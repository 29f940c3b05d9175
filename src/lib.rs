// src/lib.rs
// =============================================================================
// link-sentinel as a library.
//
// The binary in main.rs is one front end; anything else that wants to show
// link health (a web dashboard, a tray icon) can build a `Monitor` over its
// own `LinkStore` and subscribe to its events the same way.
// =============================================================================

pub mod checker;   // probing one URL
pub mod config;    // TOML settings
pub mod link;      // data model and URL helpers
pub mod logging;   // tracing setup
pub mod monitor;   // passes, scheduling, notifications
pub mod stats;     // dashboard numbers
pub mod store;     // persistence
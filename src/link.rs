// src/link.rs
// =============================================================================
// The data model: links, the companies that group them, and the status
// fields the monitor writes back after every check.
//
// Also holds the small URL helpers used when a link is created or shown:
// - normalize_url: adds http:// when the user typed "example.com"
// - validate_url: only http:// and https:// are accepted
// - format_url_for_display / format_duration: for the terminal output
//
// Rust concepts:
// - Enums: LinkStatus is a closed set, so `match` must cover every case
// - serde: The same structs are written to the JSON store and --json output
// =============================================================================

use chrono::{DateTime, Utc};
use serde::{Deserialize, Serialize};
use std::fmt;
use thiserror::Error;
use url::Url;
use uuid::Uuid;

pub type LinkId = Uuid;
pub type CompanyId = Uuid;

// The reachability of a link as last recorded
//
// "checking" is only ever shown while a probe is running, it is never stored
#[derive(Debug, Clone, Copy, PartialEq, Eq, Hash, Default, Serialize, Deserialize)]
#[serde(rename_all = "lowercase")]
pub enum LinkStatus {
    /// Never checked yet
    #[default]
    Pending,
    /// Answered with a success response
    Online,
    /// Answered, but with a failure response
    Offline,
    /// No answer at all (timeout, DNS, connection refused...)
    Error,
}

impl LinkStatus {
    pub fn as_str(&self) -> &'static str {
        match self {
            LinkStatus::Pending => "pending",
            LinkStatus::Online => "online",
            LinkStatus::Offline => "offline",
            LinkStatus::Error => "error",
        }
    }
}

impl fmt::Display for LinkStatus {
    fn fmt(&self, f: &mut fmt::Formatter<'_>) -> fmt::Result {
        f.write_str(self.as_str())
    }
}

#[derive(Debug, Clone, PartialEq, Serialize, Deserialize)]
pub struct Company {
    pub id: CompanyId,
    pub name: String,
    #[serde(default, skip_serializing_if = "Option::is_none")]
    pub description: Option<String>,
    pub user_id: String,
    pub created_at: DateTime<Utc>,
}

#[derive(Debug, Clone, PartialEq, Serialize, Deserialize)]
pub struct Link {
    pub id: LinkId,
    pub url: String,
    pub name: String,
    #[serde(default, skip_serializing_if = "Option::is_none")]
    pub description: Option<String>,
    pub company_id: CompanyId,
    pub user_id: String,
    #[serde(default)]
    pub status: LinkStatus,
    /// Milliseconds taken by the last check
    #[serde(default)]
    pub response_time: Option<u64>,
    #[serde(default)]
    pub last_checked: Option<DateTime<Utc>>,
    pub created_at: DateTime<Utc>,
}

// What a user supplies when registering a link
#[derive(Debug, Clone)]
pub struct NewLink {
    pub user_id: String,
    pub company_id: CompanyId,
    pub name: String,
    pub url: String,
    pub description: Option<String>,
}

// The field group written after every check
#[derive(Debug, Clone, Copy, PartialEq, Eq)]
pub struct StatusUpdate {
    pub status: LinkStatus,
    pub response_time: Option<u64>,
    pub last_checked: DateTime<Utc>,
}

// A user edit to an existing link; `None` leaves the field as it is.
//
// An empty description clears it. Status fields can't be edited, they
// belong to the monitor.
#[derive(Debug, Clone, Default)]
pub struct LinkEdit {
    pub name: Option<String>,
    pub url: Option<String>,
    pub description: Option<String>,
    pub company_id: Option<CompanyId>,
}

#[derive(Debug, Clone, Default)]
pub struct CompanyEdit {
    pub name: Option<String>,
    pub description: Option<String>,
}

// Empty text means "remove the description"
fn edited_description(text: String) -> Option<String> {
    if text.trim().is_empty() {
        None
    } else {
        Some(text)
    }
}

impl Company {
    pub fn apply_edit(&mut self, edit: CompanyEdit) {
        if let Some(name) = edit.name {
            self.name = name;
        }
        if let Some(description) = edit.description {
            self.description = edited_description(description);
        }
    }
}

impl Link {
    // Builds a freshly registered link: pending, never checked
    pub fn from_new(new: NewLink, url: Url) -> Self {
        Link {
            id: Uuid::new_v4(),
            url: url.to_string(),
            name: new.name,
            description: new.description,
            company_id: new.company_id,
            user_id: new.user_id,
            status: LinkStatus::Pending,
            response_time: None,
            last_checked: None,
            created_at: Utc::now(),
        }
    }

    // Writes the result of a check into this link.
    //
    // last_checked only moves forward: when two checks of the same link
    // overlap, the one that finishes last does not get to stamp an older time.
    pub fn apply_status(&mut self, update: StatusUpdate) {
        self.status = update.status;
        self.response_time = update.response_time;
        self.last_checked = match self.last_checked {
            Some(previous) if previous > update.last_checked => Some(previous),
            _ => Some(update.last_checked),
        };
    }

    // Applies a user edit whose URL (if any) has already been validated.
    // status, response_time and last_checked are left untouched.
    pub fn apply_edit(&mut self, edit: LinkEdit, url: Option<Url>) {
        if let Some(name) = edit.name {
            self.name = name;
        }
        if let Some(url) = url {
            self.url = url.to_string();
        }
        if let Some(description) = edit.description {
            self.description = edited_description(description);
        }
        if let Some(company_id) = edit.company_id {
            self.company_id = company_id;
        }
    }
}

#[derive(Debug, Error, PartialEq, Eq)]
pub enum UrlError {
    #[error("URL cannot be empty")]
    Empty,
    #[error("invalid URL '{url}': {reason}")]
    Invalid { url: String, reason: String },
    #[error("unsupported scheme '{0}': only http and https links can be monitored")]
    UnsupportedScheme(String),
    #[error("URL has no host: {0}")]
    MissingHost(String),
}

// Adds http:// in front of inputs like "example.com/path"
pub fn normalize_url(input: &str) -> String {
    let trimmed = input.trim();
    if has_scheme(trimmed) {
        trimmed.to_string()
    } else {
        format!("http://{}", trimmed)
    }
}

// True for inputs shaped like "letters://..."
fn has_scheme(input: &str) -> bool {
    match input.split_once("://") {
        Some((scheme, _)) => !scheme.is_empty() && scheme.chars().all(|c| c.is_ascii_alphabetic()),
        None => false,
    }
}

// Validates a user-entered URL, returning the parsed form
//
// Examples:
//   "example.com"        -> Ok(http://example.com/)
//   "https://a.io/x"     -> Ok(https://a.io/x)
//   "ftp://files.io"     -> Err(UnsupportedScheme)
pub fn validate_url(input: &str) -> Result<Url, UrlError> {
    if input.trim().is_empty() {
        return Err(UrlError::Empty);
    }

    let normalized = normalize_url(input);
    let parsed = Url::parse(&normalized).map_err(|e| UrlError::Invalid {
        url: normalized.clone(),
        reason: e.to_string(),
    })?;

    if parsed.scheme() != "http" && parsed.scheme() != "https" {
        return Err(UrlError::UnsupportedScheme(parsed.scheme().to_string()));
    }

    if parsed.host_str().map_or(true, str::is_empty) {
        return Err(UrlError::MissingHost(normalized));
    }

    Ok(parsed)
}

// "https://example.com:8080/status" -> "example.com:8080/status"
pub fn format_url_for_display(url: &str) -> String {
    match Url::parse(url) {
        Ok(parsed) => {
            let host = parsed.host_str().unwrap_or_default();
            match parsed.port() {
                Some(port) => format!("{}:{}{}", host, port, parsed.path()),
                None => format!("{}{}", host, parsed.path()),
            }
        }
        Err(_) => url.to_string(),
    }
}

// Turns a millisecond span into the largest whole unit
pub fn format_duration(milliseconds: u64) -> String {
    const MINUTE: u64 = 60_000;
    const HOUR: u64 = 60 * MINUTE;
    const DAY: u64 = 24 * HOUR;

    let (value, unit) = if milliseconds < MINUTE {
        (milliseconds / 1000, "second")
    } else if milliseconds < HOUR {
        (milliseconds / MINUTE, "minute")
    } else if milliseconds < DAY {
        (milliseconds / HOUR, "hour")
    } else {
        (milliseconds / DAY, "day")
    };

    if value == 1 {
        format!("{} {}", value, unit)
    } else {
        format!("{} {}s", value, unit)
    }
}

────────────────

How to complete this task: Work out how many lines of the listing above include "reason". Answer with the number and nothing more.

Answer: 3